Vocabulary from Martha Chang's former career pops up when she talks about the demands of working as Eaglecrest High's school nurse.
"In this setting, it's one part drill sergeant, one part den mom," said Chang, who came to Eaglecrest High School five years ago after spending eight years as a nurse practitioner in the U.S. Army. "I just really like the teenage population. In some ways, they're almost grown-ups, so you get to use humor and other strategies. But then at the end of the day, a lot of times what they need is TLC."
On a typical work day, Chang and the rest of the nursing crew at Eaglecrest have to deal with a wide range of issues, from bloody noses to asthma to severe allergies. Serving the health needs of a high school campus with more than 2,500 students is a complex and demanding job; Chang's duties include working with the school's special needs population, caring for students with severe needs and serving as a liaison between her patients and their teachers. It's a complex continuum of care, one that carries its own challenges and rewards.
"Students and parents can talk to me easily about anything medical. The teachers may not have that background," Chang said. "I can take the information, translate it and get it back out to the teachers so there's a continuity of care and we ensure that students are in class and available for learning."
|"This is the first generation of children that has a shorter life projection than their parents; the current projection is that they'll live five years less than their parents' generation ... What we have told our nurses is that we're going to give our kids those five years back, and we're going to give them five more."|
-- Suzanne Oro, director of health services for the Cherry Creek School District
She's not the only one playing this critical role in the Cherry Creek School District, the only large school district in the state to employ a registered nurse in every one of its buildings. Across Cherry Creek's 108 square miles, dozens of medical professionals are dedicated to the health and well-being of more than 54,000 students. Each school poses its own unique challenges; every student population carries its own specific stories and needs.
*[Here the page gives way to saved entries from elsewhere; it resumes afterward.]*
// Copyright 2025 Stoolap Contributors
//
// Licensed under the Apache License, Version 2.0 (the "License");
// you may not use this file except in compliance with the License.
// You may obtain a copy of the License at
//
//     http://www.apache.org/licenses/LICENSE-2.0
//
// Unless required by applicable law or agreed to in writing, software
// distributed under the License is distributed on an "AS IS" BASIS,
// WITHOUT WARRANTIES OR CONDITIONS OF ANY KIND, either express or implied.
// See the License for the specific language governing permissions and
// limitations under the License.

//! Sequential table scan.
//!
//! Walks an in-memory table and emits every row that satisfies the scan's
//! qualifier list. Each output column carries its `(table, attribute)`
//! source so that observers can map qualifiers back to output positions.

use std::sync::Arc;

use crate::core::{Error, Result, Row};
use crate::executor::observer::ExecutionObserver;
use crate::executor::operator::{ColumnInfo, Operator, PlanNodeId};
use crate::executor::qualifier::{evaluate_all, Qualifier};
use crate::storage::MemoryTable;

/// Sequential scan over a [`MemoryTable`] with pushed-down qualifiers.
pub struct TableScanOperator {
    id: PlanNodeId,
    table: Arc<MemoryTable>,
    qualifiers: Vec<Qualifier>,
    schema: Vec<ColumnInfo>,

    // Rows snapshot taken in open()
    rows: Option<Arc<Vec<Row>>>,
    position: usize,
}

impl TableScanOperator {
    /// Scan every row of `table`.
    pub fn new(table: Arc<MemoryTable>) -> Self {
        Self::with_qualifiers(table, Vec::new())
    }

    /// Scan `table`, keeping rows that satisfy all `qualifiers`.
    pub fn with_qualifiers(table: Arc<MemoryTable>, qualifiers: Vec<Qualifier>) -> Self {
        let schema = table
            .schema()
            .columns
            .iter()
            .enumerate()
            .filter_map(|(attribute, column)| {
                table
                    .column_source(attribute)
                    .map(|source| ColumnInfo::with_source(&column.name, column.data_type, source))
            })
            .collect();

        Self {
            id: PlanNodeId::next(),
            table,
            qualifiers,
            schema,
            rows: None,
            position: 0,
        }
    }

    /// Qualifiers applied by this scan
    pub fn qualifiers(&self) -> &[Qualifier] {
        &self.qualifiers
    }
}

impl Operator for TableScanOperator {
    fn open(&mut self, observer: &mut dyn ExecutionObserver) -> Result<()> {
        let width = self.table.schema().column_count();
        if let Some(bad) = self.qualifiers.iter().find(|q| q.max_attribute() >= width) {
            return Err(Error::ColumnIndexOutOfBounds {
                index: bad.max_attribute(),
            });
        }

        observer.on_scan_init(self.table.id(), &self.qualifiers);

        self.rows = Some(self.table.rows());
        self.position = 0;
        Ok(())
    }

    fn next(&mut self) -> Result<Option<Row>> {
        let rows = self
            .rows
            .as_ref()
            .ok_or_else(|| Error::OperatorNotOpen(self.name().to_string()))?;

        while self.position < rows.len() {
            let row = &rows[self.position];
            self.position += 1;
            if evaluate_all(&self.qualifiers, row) {
                return Ok(Some(row.clone()));
            }
        }
        Ok(None)
    }

    fn close(&mut self) -> Result<()> {
        self.rows = None;
        Ok(())
    }

    fn schema(&self) -> &[ColumnInfo] {
        &self.schema
    }

    fn id(&self) -> PlanNodeId {
        self.id
    }

    fn estimated_rows(&self) -> Option<usize> {
        let total = self.table.row_count();
        if self.qualifiers.is_empty() {
            Some(total)
        } else {
            // Assume 10% selectivity
            Some(total.div_ceil(10))
        }
    }

    fn name(&self) -> &str {
        "TableScan"
    }
}

#[cfg(test)]
mod tests {
    use super::*;
    use crate::core::{ColumnSource, DataType, Operator as CmpOp, SchemaBuilder, TableId, Value};
    use crate::executor::observer::testing::RecordingObserver;
    use crate::executor::qualifier::ColumnRef;

    fn albums() -> Arc<MemoryTable> {
        let schema = SchemaBuilder::new("albums")
            .add("id", DataType::Integer)
            .add("artist", DataType::Text)
            .add("year", DataType::Integer)
            .build();
        let rows = vec![
            Row::from_values(vec![Value::integer(1), Value::text("Can"), Value::integer(1971)]),
            Row::from_values(vec![Value::integer(2), Value::text("Can"), Value::integer(1972)]),
            Row::from_values(vec![Value::integer(3), Value::text("Neu!"), Value::integer(1972)]),
        ];
        Arc::new(MemoryTable::new(TableId(9), schema, rows).unwrap())
    }

    #[test]
    fn test_scan_schema_carries_sources() {
        let scan = TableScanOperator::new(albums());
        let schema = scan.schema();
        assert_eq!(schema.len(), 3);
        assert_eq!(schema[1].name, "artist");
        assert_eq!(schema[2].source, Some(ColumnSource::new(TableId(9), 2)));
    }

    #[test]
    fn test_scan_filters_and_reports_qualifiers() {
        let table = albums();
        let year = ColumnRef::named(table.schema(), "year").unwrap();
        let mut scan = TableScanOperator::with_qualifiers(
            table,
            vec![Qualifier::compare(year, CmpOp::Eq, 1972i64)],
        );

        let mut observer = RecordingObserver::default();
        scan.open(&mut observer).unwrap();
        assert_eq!(observer.scans.len(), 1);
        assert_eq!(observer.scans[0].0, TableId(9));
        assert_eq!(observer.scans[0].1, scan.qualifiers());

        let mut ids = Vec::new();
        while let Some(row) = scan.next().unwrap() {
            ids.push(row[0].as_int64().unwrap());
        }
        assert_eq!(ids, vec![2, 3]);
        assert!(scan.next().unwrap().is_none());
        scan.close().unwrap();
    }

    #[test]
    fn test_next_before_open_fails() {
        let mut scan = TableScanOperator::new(albums());
        assert!(matches!(scan.next(), Err(Error::OperatorNotOpen(_))));
    }

    #[test]
    fn test_out_of_range_qualifier_rejected() {
        let mut scan = TableScanOperator::with_qualifiers(
            albums(),
            vec![Qualifier::eq(ColumnRef::new(5, DataType::Integer), 1i64)],
        );
        let mut observer = RecordingObserver::default();
        assert_eq!(
            scan.open(&mut observer),
            Err(Error::ColumnIndexOutOfBounds { index: 5 })
        );
        assert!(observer.scans.is_empty());
    }
}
That's why having a nurse in every building is so important. According to Suzanne Oro, director of health services for the district, the staffing policy plays a key role in students' ability to learn.
"The Cherry Creek School District has made a valuable commitment to the health of the population by providing a school nurse in every building," Oro said. "This is not mandated; this comes from the leadership of the district and their acknowledgement of the connection between health and academic success."
The premise is simple: a healthy student is more apt to attend classes and be focused on learning. But Oro has plenty of details when it comes to the link between physical and mental health. A student with diabetes, for example, is more likely to have a normal blood reading (known as an A1C) when there's a full-time nurse in a school building. When there's a school nurse in the building, immunization compliance rates go up – buildings across the district boast a compliance rate above 90 percent.
It all results in more students in the classroom, and it aligns with Oro's larger and more ambitious mission.
"This is the first generation of children that has a shorter life projection than their parents; the current projection is that they'll live five years less than their parents' generation," Oro said, citing research detailed through the website designedtomove.com. "What we have told our nurses is that we're going to give our kids those five years back, and we're going to give them five more."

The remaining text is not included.